── Records to use ──
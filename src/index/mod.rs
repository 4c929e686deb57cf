//! Index Module
//!
//! In-memory ordered index over the live key/value pairs.
//!
//! ## Responsibilities
//! - Point lookups in logarithmic time
//! - Upserts with last-write-wins replacement
//! - Stay reconstructible from the log (the index itself is never persisted)
//!
//! ## Data Structure Choice
//! A B+Tree stored in an arena:
//! - Nodes live in a `Vec<Node>` owned by the tree, children are `NodeId`s
//! - Values only live in leaves; internal nodes hold separator keys
//! - No deletion, so nodes only ever split and the tree only ever grows
//! - Splits propagate along the descent path, so nodes carry no parent links
//!
//! ```text
//!                   ┌──────────────┐
//!                   │   [ "m" ]    │   internal (1 separator, 2 children)
//!                   └──┬────────┬──┘
//!            key < "m" │        │ key >= "m"
//!          ┌───────────▼─┐    ┌─▼───────────┐
//!          │ a=1  c=2    │    │ m=3  x=4    │   leaves
//!          └─────────────┘    └─────────────┘
//! ```

mod node;
mod tree;
mod verify;

pub use node::{Node, NodeId};
pub use tree::{BPlusTree, Iter};
pub use verify::InvariantViolation;

/// Smallest branching order the split rules support
pub const MIN_ORDER: usize = 3;

/// Branching order used when none is configured
pub const DEFAULT_ORDER: usize = 32;
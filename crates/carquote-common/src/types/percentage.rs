//! Percentage - Non-negative ratios where `1.0` means 100%
//!
//! Percentages carry no upper bound of their own. Rules that need one (the
//! coverage cap, the deductible cap) check [`Percentage::is_within_unit`] at
//! the point of use.

use std::fmt;

use rust_decimal::Decimal;
use serde::{Deserialize, Serialize};

use super::money::Money;
use crate::error::{QuoteError, Result};

/// Immutable ratio used to scale [`Money`]
#[derive(Debug, Clone, Copy, PartialEq, Eq, PartialOrd, Ord, Hash, Serialize, Deserialize)]
#[serde(try_from = "Decimal", into = "Decimal")]
pub struct Percentage(Decimal);

impl Percentage {
    /// 0%
    pub const ZERO: Percentage = Percentage(Decimal::ZERO);

    /// 100%
    pub const FULL: Percentage = Percentage(Decimal::ONE);

    /// Create a percentage from a fraction (`0.15` = 15%)
    pub fn new(value: Decimal) -> Result<Self> {
        if value < Decimal::ZERO {
            return Err(QuoteError::InvalidPercentage { value });
        }
        Ok(Self(value))
    }

    #[inline]
    pub fn value(&self) -> Decimal {
        self.0
    }

    /// Whether the ratio lies in `[0, 1]`
    #[inline]
    pub fn is_within_unit(&self) -> bool {
        self.0 <= Decimal::ONE
    }

    /// Scale an amount by this ratio. Same as `money.scale(self)`.
    pub fn apply(&self, money: &Money) -> Result<Money> {
        money.scale(self)
    }
}

impl fmt::Display for Percentage {
    fn fmt(&self, f: &mut fmt::Formatter<'_>) -> fmt::Result {
        match self.0.checked_mul(Decimal::ONE_HUNDRED) {
            Some(hundredths) => write!(f, "{:.2}%", hundredths.round_dp(2)),
            None => {
                // Past Decimal's range the ratio has at most two decimals,
                // so shifting the point by hand stays exact
                let fixed = format!("{:.2}", self.0);
                let digits: String = fixed.chars().filter(|c| *c != '.').collect();
                write!(f, "{}.00%", digits)
            }
        }
    }
}

impl TryFrom<Decimal> for Percentage {
    type Error = QuoteError;

    fn try_from(value: Decimal) -> Result<Self> {
        Self::new(value)
    }
}

impl From<Percentage> for Decimal {
    fn from(value: Percentage) -> Self {
        value.0
    }
}
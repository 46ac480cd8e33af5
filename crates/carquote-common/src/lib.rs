//! # CarQuote Common
//!
//! Value types and errors shared by the CarQuote underwriting workspace.
//!
//! ## Core Types
//!
//! - [`Money`]: non-negative decimal amount tied to a [`CurrencyCode`]
//! - [`Percentage`]: non-negative ratio where `1.0` is 100%
//! - [`Car`]: insured vehicle with a strictly positive value
//!
//! All types are immutable; every operation returns a new value or a
//! [`QuoteError`].

pub mod error;
pub mod types;

// Re-export commonly used types at crate root
pub use error::{QuoteError, Result};
pub use types::{
    car::{Car, CarAttributes},
    money::{CurrencyCode, Money},
    percentage::Percentage,
};

/// CarQuote version
pub const VERSION: &str = env!("CARGO_PKG_VERSION");

/// Decimal places kept by every scaled monetary amount
pub const MONEY_DECIMAL_PLACES: u32 = 2;

/// Length of an ISO-style currency code
pub const CURRENCY_CODE_LEN: usize = 3;
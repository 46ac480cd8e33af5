//! HTTP routes

use std::sync::Arc;

use axum::{
    extract::{rejection::JsonRejection, State},
    http::Method,
    response::Json,
    routing::{get, post},
    Router,
};
use carquote_underwriting::{InsuranceCalculator, UnderwritingDefaults};
use chrono::{Datelike, Utc};
use tower_http::{
    cors::{Any, CorsLayer},
    trace::TraceLayer,
};
use tracing::{info, instrument};

use crate::error::ApiError;
use crate::schemas::{InsuranceRequest, InsuranceResponse};

/// Shared handler state
#[derive(Clone)]
pub struct AppState {
    pub calculator: InsuranceCalculator,
    pub defaults: Arc<UnderwritingDefaults>,
}

impl AppState {
    pub fn new(defaults: UnderwritingDefaults) -> Self {
        Self {
            calculator: InsuranceCalculator::new(),
            defaults: Arc::new(defaults),
        }
    }
}

/// Build the gateway router
pub fn router(state: AppState) -> Router {
    let cors = CorsLayer::new()
        .allow_origin(Any)
        .allow_methods([Method::GET, Method::POST, Method::OPTIONS])
        .allow_headers(Any);

    Router::new()
        // Health & Version
        .route("/health", get(health_check))
        .route("/api/v1/version", get(version))
        // Insurance
        .route("/api/v1/insurance/calculate", post(calculate_insurance))
        // Middleware
        .layer(TraceLayer::new_for_http())
        .layer(cors)
        .with_state(state)
}

async fn health_check() -> Json<serde_json::Value> {
    Json(serde_json::json!({
        "status": "healthy",
        "version": crate::VERSION,
    }))
}

async fn version(State(state): State<AppState>) -> Json<serde_json::Value> {
    Json(serde_json::json!({
        "version": crate::VERSION,
        "default_currency": state.defaults.currency.as_str(),
        "base_rate": state.defaults.base_rate.to_string(),
        "coverage_percentage": state.defaults.coverage.to_string(),
    }))
}

#[instrument(skip_all)]
async fn calculate_insurance(
    State(state): State<AppState>,
    payload: Result<Json<InsuranceRequest>, JsonRejection>,
) -> Result<Json<InsuranceResponse>, ApiError> {
    let Json(payload) = payload?;
    let current_year = Utc::now().year();
    payload.validate(current_year)?;

    let request = payload.into_quote_request(&state.defaults)?;
    let quote = state.calculator.quote(&request, &state.defaults)?;

    info!(
        car = %request.car,
        premium = %quote.premium,
        coverage = %quote.coverage_amount,
        "Quote issued"
    );

    Ok(Json(InsuranceResponse::from_quote(
        &request.car,
        &quote,
        current_year,
    )))
}
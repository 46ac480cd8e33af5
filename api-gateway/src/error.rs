//! HTTP error mapping
//!
//! Malformed fields answer 422 and unreadable bodies keep axum's status.
//! Domain rule violations answer 400. Every rejection uses the body
//! `{ "error": <code>, "message": <text> }`.

use axum::{
    extract::rejection::JsonRejection,
    http::StatusCode,
    response::{IntoResponse, Json, Response},
};
use carquote_common::QuoteError;
use thiserror::Error;
use tracing::warn;

use crate::schemas::ValidationError;

/// Errors surfaced by gateway handlers
#[derive(Debug, Error)]
pub enum ApiError {
    #[error("{}", .0.body_text())]
    Body(#[from] JsonRejection),

    #[error(transparent)]
    Validation(#[from] ValidationError),

    #[error(transparent)]
    Quote(#[from] QuoteError),
}

impl ApiError {
    pub fn status(&self) -> StatusCode {
        match self {
            ApiError::Body(rejection) => rejection.status(),
            ApiError::Validation(_) => StatusCode::UNPROCESSABLE_ENTITY,
            ApiError::Quote(_) => StatusCode::BAD_REQUEST,
        }
    }

    pub fn code(&self) -> &'static str {
        match self {
            ApiError::Body(_) | ApiError::Validation(_) => "validation_error",
            ApiError::Quote(err) => err.code(),
        }
    }
}

impl IntoResponse for ApiError {
    fn into_response(self) -> Response {
        let status = self.status();
        let code = self.code();
        let message = self.to_string();

        warn!(%status, code, %message, "Rejected quote request");

        (
            status,
            Json(serde_json::json!({
                "error": code,
                "message": message,
            })),
        )
            .into_response()
    }
}
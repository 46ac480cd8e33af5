//! # CarQuote API Gateway
//!
//! REST front end for the underwriting engine.
//!
//! ## Endpoints
//!
//! - `GET  /health`: liveness probe
//! - `GET  /api/v1/version`: build version and configured defaults
//! - `POST /api/v1/insurance/calculate`: premium and coverage quote

pub mod config;
pub mod error;
pub mod routes;
pub mod schemas;

pub use config::{ConfigError, GatewayConfig};
pub use error::ApiError;
pub use routes::{router, AppState};

/// Gateway version
pub const VERSION: &str = env!("CARGO_PKG_VERSION");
───
→ What is being asked: Count each line above in which the string "TraceLayer" appears, then state only the total.

→ Result of this task: 2